C’est avec lui et quelques autres, septuagénaires aujourd’hui, que la réalisatrice Sophie Averty nous raconte l’aventure collective et militante qui a permis non seulement le sauvetage d’un paysage et d’un milieu exceptionnels, mais aussi l’émancipation de toute une profession qui a su prendre son destin en mains. Un héritage précieux et fragile, que les jeunes paludiers qui prennent la relève aujourd’hui s’emploient à préserver.

L’histoire du sel de Guérande, produit nimbé d’un certain prestige aujourd’hui, révèle un retournement complet de situation. En 1971, le sel ne vaut pas grand-chose et le gros sel, encore moins. Les négociants, Salins du Midi en tête font la promotion du sel raffiné, et inonde l’Ouest de sel produit en Méditerranée. Les paludiers Guérandais gagnent une misère.

Mon père était paludier et maçon. Il m’a dit que pour gagner ma vie, il fallait que j’aie un métier, pas que je prenne sa suite dans le marais. Alors à 16 ans, je suis devenu apprenti plombier. Avec l’essor du tourisme dans la presqu’île de Guérande, il y avait beaucoup de travail dans le bâtiment.

François Lecallo

© Sophie Averty / Mille et Une Films

Le développement de l’industrie touristique a certes créé de l’emploi, mais il a bien failli sonner la fin des marais salants. Mal rémunérés, les paludiers sont de moins en moins nombreux et dans les années 60, le marais est de moins en moins bien entretenu. Dans des salines laissées à l’abandon, on ne se gêne plus pour venir déverser ses ordures. Le documentaire nous montre des archives incroyables de décharge à ciel ouvert en plein marais, souvent alimentées par les employés municipaux des communes de la presqu’île.

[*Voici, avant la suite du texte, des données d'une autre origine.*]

//! Dashboard, registry, content detail and compare handlers

use super::{to_json, AppContext};
use crate::error::{DashError, Result};
use crate::views::compare::{parse_id_list, NO_VALID_IDS};
use crate::views::dashboard::{DashboardFilters, DashboardReport};
use crate::views::{compare, dashboard, registry};

/// Dashboard page
pub async fn dashboard(ctx: &AppContext, filters: DashboardFilters, json: bool) -> Result<String> {
    let stats = ctx.api.get_summary().await?;
    let today = chrono::Local::now().date_naive();
    if json {
        return to_json(&DashboardReport::new(&stats, filters, today));
    }
    Ok(dashboard::render(&stats, filters, today))
}

/// Content registry, optionally filtered by platform
pub async fn registry(ctx: &AppContext, platform: Option<&str>, json: bool) -> Result<String> {
    let items = ctx.api.get_content().await?;
    let visible = registry::filter_by_platform(&items, platform);
    tracing::debug!(total = items.len(), shown = visible.len(), "Loaded registry");
    if json {
        return to_json(&visible);
    }
    Ok(registry::render_list(&visible))
}

/// Detail view of one content item
pub async fn content(ctx: &AppContext, id: i64, json: bool) -> Result<String> {
    let item = ctx.api.get_content_by_id(id).await?;
    if json {
        return to_json(&item);
    }
    Ok(registry::render_detail(&item))
}

/// Compare the items named in a free-text id list
///
/// Nothing is sent when the list holds no valid id.
pub async fn compare(ctx: &AppContext, input: &str, json: bool) -> Result<String> {
    let ids = parse_id_list(input);
    if ids.is_empty() {
        return Err(DashError::Validation(NO_VALID_IDS.to_string()).into());
    }

    let items = ctx.api.compare(&ids).await?;
    if json {
        return to_json(&items);
    }
    Ok(compare::render(&items))
}
//! Dashboard page: overview of the summary statistics
//!
//! The network and period selectors only change what is displayed in the
//! filter bar; the backend returns the same snapshot regardless.

use chrono::{Datelike, Duration, NaiveDate};
use clap::ValueEnum;
use colored::Colorize;
use serde::Serialize;

use super::{format_count, format_percent, format_sentiment, format_short};
use crate::api::SummaryStats;

/// Social network selector
#[derive(Debug, Clone, Copy, PartialEq, Eq, Default, ValueEnum, Serialize)]
#[serde(rename_all = "lowercase")]
pub enum Network {
    #[default]
    All,
    Vk,
    Tg,
    Yt,
    Tt,
    Ig,
}

impl Network {
    pub fn label(self) -> &'static str {
        match self {
            Network::All => "All networks",
            Network::Vk => "VK",
            Network::Tg => "Telegram",
            Network::Yt => "YouTube",
            Network::Tt => "TikTok",
            Network::Ig => "Instagram",
        }
    }
}

/// Reporting period selector
#[derive(Debug, Clone, Copy, PartialEq, Eq, Default, ValueEnum, Serialize)]
#[serde(rename_all = "lowercase")]
pub enum Period {
    #[default]
    #[value(name = "7d")]
    #[serde(rename = "7d")]
    Last7Days,
    #[value(name = "30d")]
    #[serde(rename = "30d")]
    Last30Days,
    Month,
    Custom,
}

impl Period {
    /// Date range covered by the period, ending on `today`
    ///
    /// A custom period has no picker here and falls back to seven days.
    pub fn range(self, today: NaiveDate) -> (NaiveDate, NaiveDate) {
        let start = match self {
            Period::Last7Days | Period::Custom => today - Duration::days(6),
            Period::Last30Days => today - Duration::days(29),
            Period::Month => today.with_day(1).unwrap_or(today),
        };
        (start, today)
    }

    /// Human-readable range, e.g. `05.03.2025 – 11.03.2025`
    pub fn range_label(self, today: NaiveDate) -> String {
        let (start, end) = self.range(today);
        format!("{} – {}", start.format("%d.%m.%Y"), end.format("%d.%m.%Y"))
    }
}

/// Filter bar state
#[derive(Debug, Clone, Copy, Default, PartialEq, Eq, Serialize)]
pub struct DashboardFilters {
    pub network: Network,
    pub period: Period,
}

/// Qualitative reading of the average sentiment
#[derive(Debug, Clone, Copy, PartialEq, Eq, Serialize)]
#[serde(rename_all = "snake_case")]
pub enum SentimentBand {
    StronglyNegative,
    MildlyNegative,
    Neutral,
    ModeratelyPositive,
    VeryPositive,
}

impl SentimentBand {
    /// Band for a sentiment value in -1..1
    ///
    /// # Examples
    ///
    /// ```
    /// use contentdash::views::dashboard::SentimentBand;
    ///
    /// assert_eq!(SentimentBand::classify(-0.25), SentimentBand::StronglyNegative);
    /// assert_eq!(SentimentBand::classify(0.3), SentimentBand::Neutral);
    /// assert_eq!(SentimentBand::classify(0.71), SentimentBand::VeryPositive);
    /// ```
    pub fn classify(sentiment: f64) -> Self {
        if sentiment <= -0.25 {
            SentimentBand::StronglyNegative
        } else if sentiment <= 0.1 {
            SentimentBand::MildlyNegative
        } else if sentiment <= 0.4 {
            SentimentBand::Neutral
        } else if sentiment <= 0.7 {
            SentimentBand::ModeratelyPositive
        } else {
            SentimentBand::VeryPositive
        }
    }

    pub fn label(self) -> &'static str {
        match self {
            SentimentBand::StronglyNegative => "Strongly negative",
            SentimentBand::MildlyNegative => "Mildly negative",
            SentimentBand::Neutral => "Mostly neutral",
            SentimentBand::ModeratelyPositive => "Moderately positive",
            SentimentBand::VeryPositive => "Very positive",
        }
    }
}

/// Figures derived client-side from a [`SummaryStats`] snapshot
#[derive(Debug, Clone, PartialEq, Serialize)]
pub struct DashboardMetrics {
    pub views_per_item: f64,
    pub likes_per_item: f64,
    pub comments_per_item: f64,
    /// Average engagement in percent, clamped to 0..100
    pub engagement_percent: f64,
    pub sentiment_band: SentimentBand,
    /// Share of views in all activity (views + likes + comments), percent
    pub views_share: f64,
    pub likes_share: f64,
    pub comments_share: f64,
}

impl DashboardMetrics {
    pub fn from_stats(stats: &SummaryStats) -> Self {
        let per_item = |total: u64| {
            if stats.total_items == 0 {
                0.0
            } else {
                total as f64 / stats.total_items as f64
            }
        };

        let activity =
            stats.total_views as f64 + stats.total_likes as f64 + stats.total_comments as f64;
        let share = |part: u64| {
            if activity == 0.0 {
                0.0
            } else {
                part as f64 / activity * 100.0
            }
        };

        Self {
            views_per_item: per_item(stats.total_views),
            likes_per_item: per_item(stats.total_likes),
            comments_per_item: per_item(stats.total_comments),
            engagement_percent: (stats.avg_engagement * 100.0).clamp(0.0, 100.0),
            sentiment_band: SentimentBand::classify(stats.avg_sentiment),
            views_share: share(stats.total_views),
            likes_share: share(stats.total_likes),
            comments_share: share(stats.total_comments),
        }
    }
}

/// Machine-readable dashboard, used for `--json`
#[derive(Debug, Clone, Serialize)]
pub struct DashboardReport<'a> {
    pub filters: DashboardFilters,
    pub period_range: String,
    pub stats: &'a SummaryStats,
    pub metrics: DashboardMetrics,
}

impl<'a> DashboardReport<'a> {
    pub fn new(stats: &'a SummaryStats, filters: DashboardFilters, today: NaiveDate) -> Self {
        Self {
            filters,
            period_range: filters.period.range_label(today),
            stats,
            metrics: DashboardMetrics::from_stats(stats),
        }
    }
}

/// Render the dashboard page
pub fn render(stats: &SummaryStats, filters: DashboardFilters, today: NaiveDate) -> String {
    let metrics = DashboardMetrics::from_stats(stats);
    let mut out = String::new();

    out.push_str(&format!("{}\n", "Dashboard".bold()));
    out.push_str(&format!(
        "{} · {}\n\n",
        filters.network.label(),
        filters.period.range_label(today)
    ));

    out.push_str(&format!("{}\n", "Overview".underline()));
    out.push_str(&format!("  Publications   {}\n", format_count(stats.total_items)));
    out.push_str(&format!("  Views          {}\n", format_short(stats.total_views)));
    out.push_str(&format!("  Likes          {}\n", format_short(stats.total_likes)));
    out.push_str(&format!("  Comments       {}\n", format_short(stats.total_comments)));
    out.push_str(&format!(
        "  Engagement     {}\n",
        format_percent(metrics.engagement_percent / 100.0)
    ));
    out.push_str(&format!(
        "  Sentiment      {} ({})\n\n",
        format_sentiment(stats.avg_sentiment),
        metrics.sentiment_band.label()
    ));

    out.push_str(&format!("{}\n", "Per publication".underline()));
    out.push_str(&format!("  Views          {:.1}\n", metrics.views_per_item));
    out.push_str(&format!("  Likes          {:.1}\n", metrics.likes_per_item));
    out.push_str(&format!("  Comments       {:.1}\n\n", metrics.comments_per_item));

    out.push_str(&format!("{}\n", "Activity mix".underline()));
    out.push_str(&format!("  Views          {:.1}%\n", metrics.views_share));
    out.push_str(&format!("  Likes          {:.1}%\n", metrics.likes_share));
    out.push_str(&format!("  Comments       {:.1}%", metrics.comments_share));

    out
}

#[cfg(test)]
mod tests {
    use super::*;

    fn stats() -> SummaryStats {
        SummaryStats {
            total_items: 4,
            total_views: 10_000,
            total_likes: 800,
            total_comments: 200,
            avg_engagement: 0.1,
            avg_sentiment: 0.55,
        }
    }

    #[test]
    fn test_metrics_per_item_and_shares() {
        let m = DashboardMetrics::from_stats(&stats());
        assert_eq!(m.views_per_item, 2_500.0);
        assert_eq!(m.likes_per_item, 200.0);
        assert_eq!(m.comments_per_item, 50.0);
        assert!((m.views_share - 10_000.0 / 11_000.0 * 100.0).abs() < 1e-9);
        assert!((m.views_share + m.likes_share + m.comments_share - 100.0).abs() < 1e-9);
        assert_eq!(m.sentiment_band, SentimentBand::ModeratelyPositive);
    }

    #[test]
    fn test_metrics_handle_empty_snapshot() {
        let empty = SummaryStats {
            total_items: 0,
            total_views: 0,
            total_likes: 0,
            total_comments: 0,
            avg_engagement: 0.0,
            avg_sentiment: 0.0,
        };
        let m = DashboardMetrics::from_stats(&empty);
        assert_eq!(m.views_per_item, 0.0);
        assert_eq!(m.views_share, 0.0);
    }

    #[test]
    fn test_metrics_with_huge_totals() {
        let huge = SummaryStats {
            total_items: 1,
            total_views: u64::MAX,
            total_likes: u64::MAX,
            total_comments: 1,
            ..stats()
        };
        let m = DashboardMetrics::from_stats(&huge);
        assert!((m.views_share - 50.0).abs() < 1e-6);
        assert!((m.likes_share - 50.0).abs() < 1e-6);
        assert!(m.comments_share >= 0.0 && m.comments_share < 1e-6);
    }

    #[test]
    fn test_engagement_percent_is_clamped() {
        let mut s = stats();
        s.avg_engagement = 1.7;
        assert_eq!(DashboardMetrics::from_stats(&s).engagement_percent, 100.0);
        s.avg_engagement = -0.2;
        assert_eq!(DashboardMetrics::from_stats(&s).engagement_percent, 0.0);
    }

    #[test]
    fn test_sentiment_band_boundaries() {
        assert_eq!(SentimentBand::classify(-1.0), SentimentBand::StronglyNegative);
        assert_eq!(SentimentBand::classify(0.1), SentimentBand::MildlyNegative);
        assert_eq!(SentimentBand::classify(0.4), SentimentBand::Neutral);
        assert_eq!(SentimentBand::classify(0.7), SentimentBand::ModeratelyPositive);
        assert_eq!(SentimentBand::classify(1.0), SentimentBand::VeryPositive);
    }

    #[test]
    fn test_period_ranges() {
        let today = NaiveDate::from_ymd_opt(2025, 3, 11).unwrap();
        assert_eq!(
            Period::Last7Days.range_label(today),
            "05.03.2025 – 11.03.2025"
        );
        assert_eq!(
            Period::Last30Days.range(today).0,
            NaiveDate::from_ymd_opt(2025, 2, 10).unwrap()
        );
        assert_eq!(
            Period::Month.range(today).0,
            NaiveDate::from_ymd_opt(2025, 3, 1).unwrap()
        );
        assert_eq!(Period::Custom.range(today), Period::Last7Days.range(today));
    }

    #[test]
    fn test_render_contains_key_figures() {
        let today = NaiveDate::from_ymd_opt(2025, 3, 11).unwrap();
        let filters = DashboardFilters {
            network: Network::Yt,
            period: Period::Last7Days,
        };
        let page = render(&stats(), filters, today);
        assert!(page.contains("YouTube"));
        assert!(page.contains("10.0K"));
        assert!(page.contains("10.0%"));
        assert!(page.contains("Moderately positive"));
    }

    #[test]
    fn test_report_serializes_filters() {
        let today = NaiveDate::from_ymd_opt(2025, 3, 11).unwrap();
        let s = stats();
        let report = DashboardReport::new(&s, DashboardFilters::default(), today);
        let json = serde_json::to_value(&report).unwrap();
        assert_eq!(json["filters"]["period"], "7d");
        assert_eq!(json["filters"]["network"], "all");
        assert_eq!(json["metrics"]["sentiment_band"], "moderately_positive");
    }
}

Alors, quand le Maire de La Baule Olivier Guichard annonce à la fin des années 60 la création d’une route à 4 voies pour désengorger sa ville dont la population monte à 150 000 résidents l’été, c’est à travers les marais salants que le tracé est imaginé.

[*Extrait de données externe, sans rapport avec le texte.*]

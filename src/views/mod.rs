//! View layer
//!
//! Every page is a pure function from store values (plus ephemeral input) to
//! printable text. Nothing here performs I/O; the command handlers fetch the
//! data and hand it to these renderers.

use crate::session::Session;

pub mod auth;
pub mod chat;
pub mod compare;
pub mod dashboard;
pub mod profile;
pub mod registry;
pub mod settings;
pub mod tables;

/// Pages of the dashboard
#[derive(Debug, Clone, Copy, PartialEq, Eq, Hash)]
pub enum Route {
    Login,
    Register,
    Dashboard,
    Registry,
    Tables,
    Compare,
    Chat,
    Settings,
    Profile,
}

impl Route {
    /// Canonical path of the page
    pub fn path(self) -> &'static str {
        match self {
            Route::Login => "/login",
            Route::Register => "/register",
            Route::Dashboard => "/dashboard",
            Route::Registry => "/registry",
            Route::Tables => "/tables",
            Route::Compare => "/compare",
            Route::Chat => "/chat",
            Route::Settings => "/settings",
            Route::Profile => "/profile",
        }
    }

    /// Map a path to a page; the root and unknown paths land on the dashboard
    ///
    /// # Examples
    ///
    /// ```
    /// use contentdash::views::Route;
    ///
    /// assert_eq!(Route::from_path("/compare"), Route::Compare);
    /// assert_eq!(Route::from_path("/"), Route::Dashboard);
    /// assert_eq!(Route::from_path("/nowhere"), Route::Dashboard);
    /// ```
    pub fn from_path(path: &str) -> Self {
        match path.trim_end_matches('/') {
            "/login" => Route::Login,
            "/register" => Route::Register,
            "/registry" => Route::Registry,
            "/tables" => Route::Tables,
            "/compare" => Route::Compare,
            "/chat" => Route::Chat,
            "/settings" => Route::Settings,
            "/profile" => Route::Profile,
            _ => Route::Dashboard,
        }
    }

    /// Login and register are reachable only while signed out
    pub fn is_auth_page(self) -> bool {
        matches!(self, Route::Login | Route::Register)
    }

    /// The page actually shown for this request
    ///
    /// Protected pages without a session go to the login page; auth pages
    /// with a session go to the dashboard.
    pub fn resolve(self, session: Option<&Session>) -> Route {
        match (self.is_auth_page(), session.is_some()) {
            (true, true) => Route::Dashboard,
            (false, false) => Route::Login,
            _ => self,
        }
    }
}

/// Group digits in threes with spaces: `1234567` → `1 234 567`
pub fn format_count(n: u64) -> String {
    let digits = n.to_string();
    let mut out = String::with_capacity(digits.len() + digits.len() / 3);
    for (i, ch) in digits.chars().enumerate() {
        if i > 0 && (digits.len() - i) % 3 == 0 {
            out.push(' ');
        }
        out.push(ch);
    }
    out
}

/// Compact count: `1.2K`, `3.4M`, plain grouping below a thousand
pub fn format_short(n: u64) -> String {
    if n >= 1_000_000 {
        format!("{:.1}M", n as f64 / 1_000_000.0)
    } else if n >= 1_000 {
        format!("{:.1}K", n as f64 / 1_000.0)
    } else {
        format_count(n)
    }
}

/// Ratio in 0..1 as a percentage with one decimal
pub fn format_percent(ratio: f64) -> String {
    format!("{:.1}%", ratio * 100.0)
}

/// Sentiment with two decimals
pub fn format_sentiment(sentiment: f64) -> String {
    format!("{:.2}", sentiment)
}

Jeune étudiant en sociologie à l’époque et surveillant d’internat à La Baule pour financer ses études, Charles Perraud apprécie le marais où il se promène souvent. 50 ans après, alors qu’il transmet sa saline à Thibaut, jeune trentenaire venu de Montreuil pour s’installer comme paludier à Guérande, Charles ne s’est jamais lassé de la beauté du lieu. Ses lumières changeantes, le contact avec la nature et les éléments lui procurent un plaisir intact. Pourtant, comme d’autres soixante-huitards qui comme lui s’étaient retrouvés à Guérande pour s’opposer au projet de rocade, rien ne le prédestinait au métier de paludier.

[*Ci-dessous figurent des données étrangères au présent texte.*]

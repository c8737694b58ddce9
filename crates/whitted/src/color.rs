use crate::math::vec::Vec3;

/// Linear, unbounded RGB radiance.
pub type Color = Vec3;

pub const WHITE: Color = Vec3::ONE;
pub const BLACK: Color = Vec3::ZERO;
pub const SKY: Color = Vec3::new(0.2, 0.7, 0.8);

pub fn gray(c: f32) -> Color {
    Vec3::splat(c)
}

/// Bring a color in [0, 1].
///
/// Over-bright colors are scaled down by their largest channel so that the hue is kept,
/// whatever is left outside of the range is clamped.
pub fn tone_map(color: Color) -> Color {
    let max = color.max_element();
    let color = if max > 1. { color * (1. / max) } else { color };
    color.clamp(Vec3::ZERO, Vec3::ONE)
}

/// Tone map and quantize a color to 8 bits per channel, truncating.
pub fn to_bytes(color: Color) -> [u8; 3] {
    tone_map(color).to_array().map(|c| (255. * c) as u8)
}
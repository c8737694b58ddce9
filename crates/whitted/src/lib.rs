pub mod camera;
pub mod color;
pub mod environment;
pub mod error;
pub mod integrators;
pub mod material;
pub mod math;
pub mod output;
pub mod ray;
pub mod renderer;
pub mod scene;
pub mod shape;
pub mod utils;

pub use error::{Error, Result};

/// Offset applied to secondary ray origins along the surface normal.
pub const EPSILON: f32 = 1e-3;

/// Hits further away than this are treated as misses.
pub const MAX_RENDER_DISTANCE: f32 = 1000.;
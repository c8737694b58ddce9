/// Turn degenerate floats into `None` so that they can be handled with `?` or a fallback.
pub trait FloatAsExt: Sized {
    /// `None` when `|self| <= eps` or when self is NaN. Infinities are kept.
    fn into_non_zero(self, eps: Self) -> Option<Self>;

    /// `None` for NaN and infinities
    fn into_finite(self) -> Option<Self>;
}

impl FloatAsExt for f32 {
    fn into_non_zero(self, eps: Self) -> Option<Self> {
        (self.abs() > eps).then_some(self)
    }

    fn into_finite(self) -> Option<Self> {
        self.is_finite().then_some(self)
    }
}

#[cfg(test)]
mod tests {
    use super::FloatAsExt;

    #[test]
    fn non_zero() {
        assert_eq!(0f32.into_non_zero(1e-3), None);
        assert_eq!(1e-3f32.into_non_zero(1e-3), None);
        assert_eq!((-2f32).into_non_zero(1e-3), Some(-2.));
        assert_eq!(f32::NAN.into_non_zero(1e-3), None);
        assert_eq!(f32::NEG_INFINITY.into_non_zero(1e-3), Some(f32::NEG_INFINITY));
    }

    #[test]
    fn finite() {
        assert_eq!(0.5f32.into_finite(), Some(0.5));
        assert_eq!(f32::NAN.into_finite(), None);
        assert_eq!(f32::INFINITY.into_finite(), None);
        // What the environment lookup gets for a vertical direction
        assert_eq!(f32::atan2(0., 0.).into_finite(), Some(0.));
    }
}
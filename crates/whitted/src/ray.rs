use crate::{
    math::vec::{Vec3, Vec3SameDirExt},
    EPSILON,
};

#[derive(Debug, Clone, Copy)]
pub struct Ray {
    pub origin: Vec3,
    /// Expected to be of unit length, or zero for a degenerate ray
    pub direction: Vec3,
}

impl Ray {
    pub fn new(origin: Vec3, direction: Vec3) -> Self {
        Self { origin, direction }
    }

    /// Spawn a secondary ray from a surface point.
    ///
    /// The origin is pushed by [`EPSILON`] along the normal, on the side the ray leaves from,
    /// so the ray can't hit the surface it starts on.
    pub fn spawn(point: Vec3, normal: Vec3, direction: Vec3) -> Self {
        Self {
            origin: point + EPSILON * normal.same_direction(direction),
            direction,
        }
    }

    pub fn at(&self, t: f32) -> Vec3 {
        self.origin + t * self.direction
    }
}
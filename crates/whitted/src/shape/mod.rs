//! Contains the objects that are meant to be renderered:
//! - [Sphere]s, with any [Material]
//! - an infinite horizontal [Checkerboard] acting as a floor
//!
//! Both are found by solving the intersection analytically.

pub mod plane;
pub mod sphere;

use crate::{material::Material, math::vec::Vec3, ray::Ray};

pub use plane::Checkerboard;
pub use sphere::Sphere;

/// An abstracted shape to be rendered by raytracing.
///
/// To render a shape we only need to know whether a ray intersect it and if so,
///  some information about the shape at the intersection point
pub trait Shape {
    /// Distance along `ray` to the closest intersection in front of its origin, if any
    fn intersect_bare(&self, ray: Ray) -> Option<f32>;

    /// Same as [Shape::intersect_bare] but with everything needed to shade the hit point
    fn intersection_full(&self, ray: Ray) -> Option<HitRecord> {
        let t = self.intersect_bare(ray)?;
        Some(self.record_at(ray, t))
    }

    /// Local information of the shape at `ray.at(t)`, `t` being a hit returned by [Shape::intersect_bare]
    fn record_at(&self, ray: Ray, t: f32) -> HitRecord;
}

/// Everything known about the closest intersection between a ray and the scene.
#[derive(Debug, Clone, Copy)]
pub struct HitRecord {
    pub t: f32,
    pub pos: Vec3,
    /// Outward unit normal
    pub normal: Vec3,
    /// The material in effect at `pos`
    pub material: Material,
}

Jeune paludière d’aujourd’hui et présidente de le coopérative des Salines de Guérande, Charlotte Le Feuvre trouve les mots justes pour retracer cette saga militante. 

C’est une ZAD qui a réussi. C’est la richesse des gens qui sont venus de l’extérieur qui ont permis au marais de trouver un second souffle et devenir ce qu’il est aujourd’hui.

Charlotte Le Feuvre

"Déjà à l’époque, un autre monde était possible" sourit Alain Courtel. De fait, lui et d’autres étudiants comme Charles qui n’ont ni père paludier, ni compétences dans la récolte du sel, et qui pour certains ne sont même pas de la région ont décidé de mener la fronde contre le projet de rocade.

© Sophie Averty / Mille et Une Films

Une mobilisation militante énergique et inventive : en plus des classiques manifestations, collage d’affiches, distribution de tracts, recours en justice, les "cheveux longs" ou les "beatniks" comme les surnomment les habitants méfiants ont monté une pièce de théâtre : "Presqu’île à vendre". Dans son documentaire, Sophie Averty nous en montre un extrait savoureux, qui édifiera celles et ceux qui tiennent les Anonymous pour une création récente.

Ce mode particulier de sensibilisation aura la vertu d’ouvrir le débat avec les populations locales après les représentations, ce qui finira par faire pencher la balance du côté du refus du projet de rocade.

"Pour compléter le financement des travaux indique Charles Perraud, il fallait que les communes mettent aussi la main à la poche." Les militants viennent régulièrement assister aux conseils municipaux pour montrer leur présence aux élus à qui l’on demande de voter les budgets en faveur du projet. Eveil citoyen, prise de conscience nouvelle d’un patrimoine naturel à protéger ? Quoi qu’il en soit, les élections municipales de 1977 voient plusieurs communes de la presqu’île basculer. Les unes après les autres, elles se désengagent.

En 1978, c’en est fini du projet de 4 voies à travers les marais salants.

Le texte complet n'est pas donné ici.